Do not all of our beliefs ultimately trace back to our subjective experience? One might research all the relevant history in the world and conclude that, say, the Bible really is trustworthy, and that some form or other of Christianity is true. But however ornate and reasoned the resulting system becomes, it will always trace back to the individual’s personal judgement and limitations.
I am reminded of the ol’ Catholic objection to Protestantism as being based on subjective interpretation, as if Catholics do not similarly subjectively interpret testimony, history and Biblical texts to conclude that Catholicism is true.
We’re all in the same boat folks, and the idea that a “book” gets us around having to rely on any subjective element is severely naive. It gives the illusion of intersubjective facticity, like it’s as much a part of the world as the things in the world of ordinary experience.
All we ever have to work with are the appearances we happen to have; the ways that things seem to us to be.
Acknowledging and embracing the role of subjectivity in epistemology is something Protestants have made headway toward when engaging Catholics, but it is still a deeply fragile point that we spend enormous amounts of energy trying to insulate and brace.

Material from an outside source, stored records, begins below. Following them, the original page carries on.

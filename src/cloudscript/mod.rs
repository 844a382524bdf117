//! CloudScript client and types.
//!
//! **Feature flag:** `cloudscript` (required to use this module)
//!
//! Server-side function execution. Both operations are entity-token gated.
//! `ExecuteFunction` alone honors the `functions_host` override on
//! [`Settings`](crate::settings::Settings), so a locally running functions
//! host can serve executions while every other operation still targets the
//! title's API host.

pub mod client;
pub mod ops;
pub mod types;

pub use client::Client;
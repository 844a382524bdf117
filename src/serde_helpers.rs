//! Envelope deserialization helpers.
//!
//! With the `tracing` feature enabled, unknown response fields are logged as
//! warnings (useful for detecting API additions) and deserialization
//! failures are reported with the JSON path at which they occurred.

use serde::de::DeserializeOwned;
use serde_json::Value;

#[cfg(feature = "tracing")]
pub(crate) fn from_value<T: DeserializeOwned>(value: Value) -> crate::Result<T> {
    use std::any::type_name;

    let original = value.clone();

    let result: Result<T, serde_json::Error> = serde_ignored::deserialize(value, |path| {
        tracing::warn!(
            type_name = %type_name::<T>(),
            field = %path,
            "unknown field in API response"
        );
    });

    match result {
        Ok(parsed) => Ok(parsed),
        Err(_) => {
            // Re-run through serde_path_to_error so the log names the exact
            // path that failed, not just the error message.
            let text = original.to_string();
            let mut deserializer = serde_json::Deserializer::from_str(&text);
            match serde_path_to_error::deserialize::<_, T>(&mut deserializer) {
                Ok(parsed) => Ok(parsed),
                Err(err) => {
                    tracing::error!(
                        type_name = %type_name::<T>(),
                        path = %err.path(),
                        error = %err.inner(),
                        "deserialization failed"
                    );
                    Err(err.into_inner().into())
                }
            }
        }
    }
}

#[cfg(not(feature = "tracing"))]
pub(crate) fn from_value<T: DeserializeOwned>(value: Value) -> crate::Result<T> {
    Ok(serde_json::from_value(value)?)
}
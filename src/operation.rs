//! Operation descriptors and per-call options.
//!
//! The platform exposes hundreds of near-identical operations; the only
//! things that vary are the resource path, the request/response types, and
//! the authentication class. An [`Operation`] captures exactly that, so one
//! generic `invoke` drives every wrapper method, and generated operation
//! tables can drive it directly.

use std::marker::PhantomData;

use bon::Builder;
use reqwest::header::HeaderMap;
use serde_json::Value;

use crate::auth::{AuthClass, AuthContext};

/// Static descriptor of one remote operation: its fixed resource path and
/// the credential class it is gated behind.
#[derive(Debug)]
pub struct Operation<Req, Resp> {
    path: &'static str,
    auth: AuthClass,
    marker: PhantomData<fn(&Req) -> Resp>,
}

impl<Req, Resp> Operation<Req, Resp> {
    #[must_use]
    pub const fn new(path: &'static str, auth: AuthClass) -> Self {
        Self {
            path,
            auth,
            marker: PhantomData,
        }
    }

    #[must_use]
    pub const fn path(&self) -> &'static str {
        self.path
    }

    #[must_use]
    pub const fn auth(&self) -> AuthClass {
        self.auth
    }
}

impl<Req, Resp> Clone for Operation<Req, Resp> {
    fn clone(&self) -> Self {
        *self
    }
}

impl<Req, Resp> Copy for Operation<Req, Resp> {}

/// One invocation of an [`Operation`]: the request body plus the optional
/// per-call extras the dispatcher honors.
///
/// # Example
///
/// ```no_run
/// use gamestack_client_sdk::operation::Call;
/// use serde_json::json;
/// # use gamestack_client_sdk::client::types::request::GetTitleDataRequest;
///
/// # let request = GetTitleDataRequest::builder().build();
/// let call = Call::builder()
///     .request(&request)
///     .custom_data(json!({"call_site": 7}))
///     .build();
/// ```
#[derive(Debug, Builder)]
pub struct Call<'req, Req> {
    /// The operation-specific request body, serialized as-is.
    pub request: &'req Req,
    /// Per-call authentication context; takes precedence over the client's
    /// ambient context for this call only.
    pub auth_context: Option<AuthContext>,
    /// Opaque correlation value returned unchanged alongside the result.
    pub custom_data: Option<Value>,
    /// Additional headers appended to the dispatched request.
    pub headers: Option<HeaderMap>,
}

impl<'req, Req> Call<'req, Req> {
    /// A call with no overrides, correlation value, or extra headers.
    #[must_use]
    pub fn new(request: &'req Req) -> Self {
        Self {
            request,
            auth_context: None,
            custom_data: None,
            headers: None,
        }
    }
}

#[cfg(test)]
mod tests {
    use super::*;

    #[test]
    fn descriptor_is_const_constructible() {
        const OP: Operation<(), ()> = Operation::new("/Client/NoOp", AuthClass::SessionTicket);
        assert_eq!(OP.path(), "/Client/NoOp");
        assert_eq!(OP.auth(), AuthClass::SessionTicket);
    }

    #[test]
    fn plain_call_has_no_extras() {
        let request = ();
        let call = Call::new(&request);
        assert!(call.auth_context.is_none());
        assert!(call.custom_data.is_none());
        assert!(call.headers.is_none());
    }
}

If it’s of any interest or consolation, Platonism has some interesting ideas about what true ‘knowledge’ is and whether it’s even the sort of thing capable of being doubted.
But be that as it may, rip that Band-Aid off folks! Live your life in the light of a clear conscience and you’ll never have to hide from the boogeymen of fallibility.
More to the point, though, this whole way of thinking is about the fear that we may never have escaped the world of ordinary experience after all. We need some surefire way of knowing that there is something more. There is a vulnerability to trusting that, and a corresponding degree of anger when one feels betrayed in doing so which is infamous among fresh deconversion stories.
Such a world is already naturalist, and theism is held on to as a risk that one goes all in on.
But what if there was no sharp break between the world of ordinary experience and the world of extraordinary enchantment?
What if the very formal realities in things that are part and parcel of our everyday experience are divine?
Well, then, reaching Gods is something we’d have to try and get away from rather than something we could only hope to get to.
Revelation would be present and available under every stick and stone, to whatever extent or depth we engage with it.
III. Conclusion:
In any case, those are my spicy takes for today!
I hope they get y’all thinking and maybe come to greater clarity on these matters, whatever your ultimate convictions turn out to be!